Eigentlich wollte ich nur Klebeband und Batterien besorgen. Doch dann fiel mir ein ruhiger Hund mit sandfarbenem Fell auf, der ganz still in einem Gang saß.

Sie wirkte weder ängstlich noch unruhig – einfach geduldig und gelassen.
An ihrem Halsband hing eine kleine Plakette – keine Telefonnummer, keine Adresse, sondern nur ein einziges Wort: Hoffnung.
Im Laden wusste niemand etwas über sie. Man erzählte mir, dass sie jeden Mittwochabend zur selben Zeit auftauche – immer allein.
An diesem Abend nahm ich sie mit zu mir nach Hause. Sie fügte sich sofort ein – ruhig und aufmerksam, als wäre sie schon lange bei mir. Kein Mikrochip, keine Vermisstenanzeige.
Ich hängte Flyer auf, doch insgeheim hoffte ich, dass sich niemand melden würde.

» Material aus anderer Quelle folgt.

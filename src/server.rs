//! HTTP server initialization and runtime setup.
//!
//! Handles cache setup, backend client construction and the Axum server lifecycle.

use crate::config::Config;
use crate::infrastructure::cache::{CacheService, NullCache, RedisCache};
use crate::routes::app_router;
use crate::state::AppState;

use anyhow::{Context, Result};
use axum::ServiceExt;
use axum::extract::Request;
use std::net::SocketAddr;
use std::sync::Arc;

/// Connects the query cache, falling back to [`NullCache`] when Redis is
/// not configured or unreachable.
async fn build_cache(config: &Config) -> Arc<dyn CacheService> {
    let Some(redis_url) = &config.redis_url else {
        tracing::info!("Cache disabled (NullCache)");
        return Arc::new(NullCache::new());
    };

    match RedisCache::connect(redis_url, config.cache_ttl_seconds).await {
        Ok(redis) => {
            tracing::info!("Cache enabled (Redis)");
            Arc::new(redis)
        }
        Err(e) => {
            tracing::warn!("Failed to connect to Redis: {}. Using NullCache.", e);
            Arc::new(NullCache::new())
        }
    }
}

/// Runs the HTTP server with the given configuration.
///
/// Initializes:
/// - Redis cache (or NullCache fallback)
/// - Backend HTTP client and services
/// - Axum HTTP server with graceful shutdown on Ctrl+C
///
/// # Errors
///
/// Returns an error if:
/// - The backend client cannot be built
/// - Server bind fails
/// - Server runtime error occurs
pub async fn run(config: Config) -> Result<()> {
    let cache = build_cache(&config).await;

    let state = AppState::from_config(&config, cache).context("Failed to build backend client")?;

    if state.health.ping().await {
        tracing::info!("Backend reachable at {}", config.backend_url);
    } else {
        tracing::warn!("Backend not reachable yet; dashboard will report errors until it is");
    }

    let app = app_router(state, config.behind_proxy);

    let addr: SocketAddr = config
        .listen_addr
        .parse()
        .with_context(|| format!("Invalid LISTEN address '{}'", config.listen_addr))?;
    let listener = tokio::net::TcpListener::bind(addr).await?;
    tracing::info!("Listening on http://{addr}");

    axum::serve(
        listener,
        ServiceExt::<Request>::into_make_service_with_connect_info::<SocketAddr>(app),
    )
    .with_graceful_shutdown(shutdown_signal())
    .await?;

    tracing::info!("Server stopped");
    Ok(())
}

async fn shutdown_signal() {
    if let Err(e) = tokio::signal::ctrl_c().await {
        tracing::error!("Failed to listen for shutdown signal: {}", e);
    }
    tracing::info!("Shutdown signal received");
}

In den Tagen darauf veränderte sie mein Leben nachhaltig. Die Morgende wurden friedlicher, die Nächte stiller, und in mir erwachte ein Gefühl von Sinn, das ich vorher nicht gekannt hatte.
Zwei Wochen später, genau um 21:30 Uhr, saß sie wieder an meiner Tür. Ich folgte ihr zurück zu Harlow’s. Wie immer wartete sie draußen geduldig.
Mein Blick fiel auf das schwarze Brett. Dort hing ein Foto – eine Frau mit einem Hund namens Hope. Darunter stand geschrieben:
In liebevoller Erinnerung an Maria Ellison, 1974–2021.
„Sie glaubte fest an zweite Chancen.“

Hope war niemals wirklich verloren gewesen. Sie kam jede Woche zurück, um ein stilles Versprechen einzulösen, das sie jemandem gegeben hatte, den sie liebte.
In dieser Nacht schenkte ich ihr mehr als nur ein Zuhause. Ich gab ihr eine neue Aufgabe – und fand dabei meine eigene.
Heute setzen wir uns gemeinsam ehrenamtlich ein und helfen anderen, ihren Weg zu finden.
Hope hörte auf zu warten – und ich tat es ihr gleich.